A despesa com pessoal vai aumentar 2,1% este ano (em termos nominais), mas no próximo ano a previsão do governo é de que a taxa de crescimento desta rubrica aumente 1,8%. O ritmo volta a abrandar em 2020, ano em que o acréscimo será de 1,3%, para aumentar dai em diante e regressar ao valor de 2019.

Esta evolução indicia que, tal como o governo tem sublinhado publicamente, não haverá aumentos salariais na função pública no próximo, além dos acréscimos remuneratórios que estão previstos com o processos de descongelamento que começou em janeiro deste ano e que apenas fica concluído no final do próximo. Mas esta sexta-feira o ministro das Finanças, quando questionado diretamente sobre o tema não respondeu, optando por referir que o governo quer avançar com um programa de recrutamento de técnicos em áreas muito especializadas da administração pública.

“A função pública tem vindo a ter ao longo de toda a legislatura muita atenção por parte do governo”, disse o ministro, lembrando o período de descongelamento que está a ser observado. E salientou que irá “promover ativamente um processo de recrutamento de técnicos a em áreas muito especializadas em que nos últimos anos a administração pública se viu privada desses conhecimentos”.

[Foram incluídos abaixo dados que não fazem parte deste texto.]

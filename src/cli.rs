use clap::{Parser, Subcommand};
use std::path::PathBuf;

use crate::commands;

#[derive(Parser)]
#[command(name = "tixwatch")]
#[command(about = "Ticket resale price monitor", long_about = None)]
pub struct Cli {
    #[command(subcommand)]
    pub command: Commands,
}

#[derive(Subcommand)]
pub enum Commands {
    /// Watch the configured event page and alert on price movement
    Monitor {
        /// Path to the TOML config file
        #[arg(short, long, default_value = "tixwatch.toml")]
        config: PathBuf,

        /// Run exactly one check cycle and exit
        #[arg(long)]
        once: bool,
    },
    /// Show a summary of the recorded price history
    Status,
}

pub async fn run() {
    let cli = Cli::parse();

    match cli.command {
        Commands::Monitor { config, once } => {
            commands::monitor::run(config, once).await;
        }
        Commands::Status => {
            commands::status::run();
        }
    }
}
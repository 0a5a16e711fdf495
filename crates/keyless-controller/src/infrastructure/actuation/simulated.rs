//! Log-only actuator used on development machines without GPIO.
//!
//! Each call logs the output transition and then sleeps for the requested
//! duration so timing behaves like real hardware.

use std::collections::HashSet;
use std::thread;
use std::time::{Duration, Instant};

use tracing::{debug, info};

use super::{ActuationError, Actuator};

/// Half-period of the blink pattern.
pub const BLINK_HALF_PERIOD: Duration = Duration::from_millis(250);

/// Actuator that only logs.
#[derive(Debug, Clone)]
pub struct SimulatedActuator {
    outputs: HashSet<String>,
}

impl SimulatedActuator {
    /// Creates a simulator that accepts exactly the given output names.
    pub fn new<I, S>(outputs: I) -> Self
    where
        I: IntoIterator<Item = S>,
        S: Into<String>,
    {
        Self {
            outputs: outputs.into_iter().map(Into::into).collect(),
        }
    }

    fn check(&self, output: &str) -> Result<(), ActuationError> {
        if self.outputs.contains(output) {
            Ok(())
        } else {
            Err(ActuationError::UnknownOutput(output.to_string()))
        }
    }
}

impl Actuator for SimulatedActuator {
    fn activate(&self, output: &str, duration: Duration) -> Result<(), ActuationError> {
        self.check(output)?;
        info!(output, duration_ms = duration.as_millis() as u64, "output on");
        thread::sleep(duration);
        info!(output, "output off");
        Ok(())
    }

    fn blink(&self, output: &str, duration: Duration) -> Result<(), ActuationError> {
        self.check(output)?;
        info!(output, duration_ms = duration.as_millis() as u64, "blink start");
        let start = Instant::now();
        let mut on = true;
        while start.elapsed() < duration {
            debug!(output, on, "blink");
            let left = duration.saturating_sub(start.elapsed());
            thread::sleep(left.min(BLINK_HALF_PERIOD));
            on = !on;
        }
        info!(output, "blink end");
        Ok(())
    }
}
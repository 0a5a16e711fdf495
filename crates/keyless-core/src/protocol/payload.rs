//! Plain-text payloads exchanged between the key and the controller.
//!
//! Wire format: one UTF-8 text payload per write on the link.  Keywords are
//! case-insensitive and surrounding whitespace (including a trailing CR/LF
//! added by line-oriented transports) is ignored.
//!
//! ```text
//! key → controller                 controller → key
//! ────────────────                 ────────────────
//! LOCK | UNLOCK | TRUNK            CHALLENGE:<hex nonce>
//! LOCATE | ELIGHT                  AUTH_OK | AUTH_FAIL
//! RESP:<hex digest>                <ack text> | INVALID_COMMAND
//! ```

use std::fmt;

use thiserror::Error;

use crate::domain::command::Command;

pub const CHALLENGE_PREFIX: &str = "CHALLENGE:";
pub const RESPONSE_PREFIX: &str = "RESP:";
pub const AUTH_OK: &str = "AUTH_OK";
pub const AUTH_FAIL: &str = "AUTH_FAIL";
pub const INVALID_COMMAND: &str = "INVALID_COMMAND";

/// Errors that can occur while decoding a payload.
#[derive(Debug, Error, PartialEq)]
pub enum ProtocolError {
    /// A `CHALLENGE:` payload did not carry valid hex.
    #[error("malformed challenge hex: {0}")]
    MalformedChallenge(String),

    /// The payload was empty after trimming.
    #[error("empty payload")]
    Empty,
}

/// A payload written by the key on the command sub-channel.
#[derive(Debug, Clone, PartialEq, Eq)]
pub enum Request {
    /// One of the five command keywords.
    Command(Command),
    /// Challenge response; the hex digest is passed through undecoded so the
    /// authenticator can treat garbled hex as a verification failure.
    Response(String),
    /// Anything else.  The controller answers `INVALID_COMMAND`.
    Unrecognized(String),
}

impl Request {
    /// Parses a command-channel payload.  Never fails: unknown text becomes
    /// [`Request::Unrecognized`].
    pub fn parse(raw: &str) -> Self {
        let text = raw.trim();
        if let Some(digest) = strip_prefix_ignore_case(text, RESPONSE_PREFIX) {
            return Request::Response(digest.trim().to_string());
        }
        match text.parse::<Command>() {
            Ok(cmd) => Request::Command(cmd),
            Err(_) => Request::Unrecognized(text.to_string()),
        }
    }
}

impl fmt::Display for Request {
    fn fmt(&self, f: &mut fmt::Formatter<'_>) -> fmt::Result {
        match self {
            Request::Command(cmd) => f.write_str(cmd.as_str()),
            Request::Response(hex) => write!(f, "{RESPONSE_PREFIX}{hex}"),
            Request::Unrecognized(text) => f.write_str(text),
        }
    }
}

/// A payload written by the controller on the response/notification sub-channel.
#[derive(Debug, Clone, PartialEq, Eq)]
pub enum Notification {
    /// Random nonce to be answered with `RESP:<hmac>`.
    Challenge(Vec<u8>),
    AuthOk,
    AuthFail,
    /// Human-readable acknowledgement of an executed command.
    Ack(String),
    InvalidCommand,
}

impl Notification {
    /// Parses a response-channel payload.
    ///
    /// # Errors
    ///
    /// Returns [`ProtocolError::Empty`] for blank payloads and
    /// [`ProtocolError::MalformedChallenge`] for a challenge whose nonce is
    /// not valid hex.
    pub fn parse(raw: &str) -> Result<Self, ProtocolError> {
        let text = raw.trim();
        if text.is_empty() {
            return Err(ProtocolError::Empty);
        }
        if let Some(nonce_hex) = strip_prefix_ignore_case(text, CHALLENGE_PREFIX) {
            let nonce = hex::decode(nonce_hex.trim())
                .map_err(|e| ProtocolError::MalformedChallenge(e.to_string()))?;
            if nonce.is_empty() {
                return Err(ProtocolError::MalformedChallenge("empty nonce".to_string()));
            }
            return Ok(Notification::Challenge(nonce));
        }
        if text.eq_ignore_ascii_case(AUTH_OK) {
            Ok(Notification::AuthOk)
        } else if text.eq_ignore_ascii_case(AUTH_FAIL) {
            Ok(Notification::AuthFail)
        } else if text.eq_ignore_ascii_case(INVALID_COMMAND) {
            Ok(Notification::InvalidCommand)
        } else {
            Ok(Notification::Ack(text.to_string()))
        }
    }
}

impl fmt::Display for Notification {
    fn fmt(&self, f: &mut fmt::Formatter<'_>) -> fmt::Result {
        match self {
            Notification::Challenge(nonce) => write!(f, "{CHALLENGE_PREFIX}{}", hex::encode(nonce)),
            Notification::AuthOk => f.write_str(AUTH_OK),
            Notification::AuthFail => f.write_str(AUTH_FAIL),
            Notification::Ack(text) => f.write_str(text),
            Notification::InvalidCommand => f.write_str(INVALID_COMMAND),
        }
    }
}

fn strip_prefix_ignore_case<'a>(text: &'a str, prefix: &str) -> Option<&'a str> {
    let head = text.get(..prefix.len())?;
    if head.eq_ignore_ascii_case(prefix) {
        Some(&text[prefix.len()..])
    } else {
        None
    }
}

// ── Tests ─────────────────────────────────────────────────────────────────────

#[cfg(test)]
mod tests {
    use super::*;

    // ── Request ───────────────────────────────────────────────────────────────

    #[test]
    fn test_request_parses_command_keywords_case_insensitively() {
        assert_eq!(Request::parse("unlock\r\n"), Request::Command(Command::Unlock));
        assert_eq!(Request::parse("Trunk"), Request::Command(Command::Trunk));
    }

    #[test]
    fn test_request_parses_response_with_lowercase_prefix() {
        assert_eq!(
            Request::parse("resp:AbCd01"),
            Request::Response("AbCd01".to_string())
        );
    }

    #[test]
    fn test_request_keeps_garbled_response_text_for_verification() {
        assert_eq!(Request::parse("RESP:zz"), Request::Response("zz".to_string()));
        assert_eq!(Request::parse("RESP:"), Request::Response(String::new()));
    }

    #[test]
    fn test_request_unknown_text_is_unrecognized() {
        assert_eq!(
            Request::parse("OPEN SESAME"),
            Request::Unrecognized("OPEN SESAME".to_string())
        );
    }

    #[test]
    fn test_request_display_writes_wire_form() {
        assert_eq!(Request::Command(Command::Locate).to_string(), "LOCATE");
        assert_eq!(Request::Response("ab".into()).to_string(), "RESP:ab");
    }

    // ── Notification ──────────────────────────────────────────────────────────

    #[test]
    fn test_notification_parses_challenge_hex_in_either_case() {
        assert_eq!(
            Notification::parse("CHALLENGE:AABBcc").unwrap(),
            Notification::Challenge(vec![0xAA, 0xBB, 0xCC])
        );
        assert_eq!(
            Notification::parse("challenge:0102").unwrap(),
            Notification::Challenge(vec![0x01, 0x02])
        );
    }

    #[test]
    fn test_notification_rejects_garbled_challenge() {
        assert!(matches!(
            Notification::parse("CHALLENGE:xyz"),
            Err(ProtocolError::MalformedChallenge(_))
        ));
        assert!(matches!(
            Notification::parse("CHALLENGE:"),
            Err(ProtocolError::MalformedChallenge(_))
        ));
    }

    #[test]
    fn test_notification_parses_status_keywords() {
        assert_eq!(Notification::parse("AUTH_OK").unwrap(), Notification::AuthOk);
        assert_eq!(Notification::parse("auth_fail").unwrap(), Notification::AuthFail);
        assert_eq!(
            Notification::parse("INVALID_COMMAND\n").unwrap(),
            Notification::InvalidCommand
        );
    }

    #[test]
    fn test_notification_other_text_is_ack() {
        assert_eq!(
            Notification::parse("Door Locked").unwrap(),
            Notification::Ack("Door Locked".to_string())
        );
    }

    #[test]
    fn test_notification_empty_payload_is_error() {
        assert_eq!(Notification::parse("  \r\n"), Err(ProtocolError::Empty));
    }

    #[test]
    fn test_notification_challenge_display_uses_lowercase_hex() {
        let n = Notification::Challenge(vec![0xAA, 0x0F]);
        assert_eq!(n.to_string(), "CHALLENGE:aa0f");
    }

    #[test]
    fn test_strip_prefix_handles_short_and_multibyte_input() {
        assert_eq!(strip_prefix_ignore_case("RE", RESPONSE_PREFIX), None);
        assert_eq!(strip_prefix_ignore_case("ÄÖÜ", RESPONSE_PREFIX), None);
    }
}
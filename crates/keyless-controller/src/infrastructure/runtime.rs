//! Async driver for the [`Controller`] state machine.
//!
//! The controller itself is synchronous and owns all protocol state.  This
//! module feeds it link events and periodic ticks from one Tokio task, then
//! carries out the returned [`Effect`]s:
//!
//! ```text
//! LinkServer ──Event──▶ ControllerRuntime ──Outbound──▶ PeerRegistry ──▶ key
//!                              │
//!                              └──Action──▶ actuation worker ──▶ ActuationService
//! ```
//!
//! Actions are queued to a single worker so they run in the order the
//! controller produced them.

use std::sync::{
    atomic::{AtomicBool, Ordering},
    Arc,
};
use std::time::{Duration, Instant};

use tokio::sync::mpsc;
use tokio::task::JoinHandle;
use tracing::{debug, info, warn};

use crate::application::command_gate::Action;
use crate::application::controller::{Controller, Effect, Event};
use crate::infrastructure::actuation::service::ActuationService;
use crate::infrastructure::link::{Outbound, PeerRegistry};

/// Depth of the queue between the controller and the actuation worker.
const ACTION_QUEUE: usize = 32;

/// Owns the controller while the service is running.
pub struct ControllerRuntime {
    controller: Controller,
    registry: PeerRegistry,
    actions: mpsc::Sender<Action>,
    worker: JoinHandle<()>,
    tick: Duration,
}

impl ControllerRuntime {
    /// Creates the runtime and starts the actuation worker.
    ///
    /// Must be called from within a Tokio runtime.
    pub fn new(
        controller: Controller,
        registry: PeerRegistry,
        actuation: ActuationService,
        tick: Duration,
    ) -> Self {
        let (actions, rx) = mpsc::channel(ACTION_QUEUE);
        let worker = tokio::spawn(actuation_worker(actuation, rx));
        Self {
            controller,
            registry,
            actions,
            worker,
            tick,
        }
    }

    /// Processes events and ticks until `running` is cleared or every event
    /// sender is gone.  Returns the controller so callers can inspect the
    /// final state.
    pub async fn run(
        mut self,
        mut events: mpsc::Receiver<Event>,
        running: Arc<AtomicBool>,
    ) -> Controller {
        let mut ticker = tokio::time::interval(self.tick);
        ticker.set_missed_tick_behavior(tokio::time::MissedTickBehavior::Delay);

        while running.load(Ordering::Relaxed) {
            tokio::select! {
                event = events.recv() => match event {
                    Some(event) => {
                        debug!(?event, "controller event");
                        let effects = self.controller.handle(event, Instant::now());
                        self.apply(effects).await;
                    }
                    None => break,
                },
                _ = ticker.tick() => {
                    let effects = self.controller.tick(Instant::now());
                    self.apply(effects).await;
                }
            }
        }

        info!("controller runtime stopping");
        drop(self.actions);
        if let Err(e) = self.worker.await {
            warn!("actuation worker ended abnormally: {e}");
        }
        self.controller
    }

    async fn apply(&mut self, effects: Vec<Effect>) {
        for effect in effects {
            match effect {
                Effect::Send { peer, notification } => {
                    self.registry
                        .deliver(&peer, Outbound::Send(notification))
                        .await;
                }
                Effect::Disconnect { peer } => {
                    self.registry.deliver(&peer, Outbound::Close).await;
                }
                Effect::Actuate(action) => {
                    if self.actions.send(action).await.is_err() {
                        warn!("actuation worker is gone; action dropped");
                    }
                }
            }
        }
    }
}

async fn actuation_worker(service: ActuationService, mut rx: mpsc::Receiver<Action>) {
    while let Some(action) = rx.recv().await {
        // Failures are logged by the service; the protocol reply has already gone out.
        let _ = service.execute(action).await;
    }
}

// ── Tests ─────────────────────────────────────────────────────────────────────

Já na semana passada, quando apresentou as linhas gerais do PE aos parceiros sociais, Mário Centeno recusou validar as declarações das confederações patronais que saíram da reunião a afirmar que o PE não contemplaria aumentos salariais em 2019.

Os salários da função pública estão congelados desde 2009 e a sua atualização em 2019 tornou-se uma das principais reivindicações dos sindicatos da função pública.

De acordo com o Programa de Estabilidade para o período 2028-2022 que o governo entregou esta sexta-feira na Assembleia da República (e que seguirá também para Bruxelas), o peso dos gastos com pessoal medido em percentagem do PIB continuará a cair nestes próximos. As projeções agora atualizadas neste PE preveem que esta fatura ronde os 10,8% do PIB este ano, baixando gradualmente ao ritmo de 0,2 pontos percentuais até 2022.

Esta descida, acentua o documento, reflete “a poupança derivada do efeito de composição do emprego público, que se estima constante ao longo da projeção”.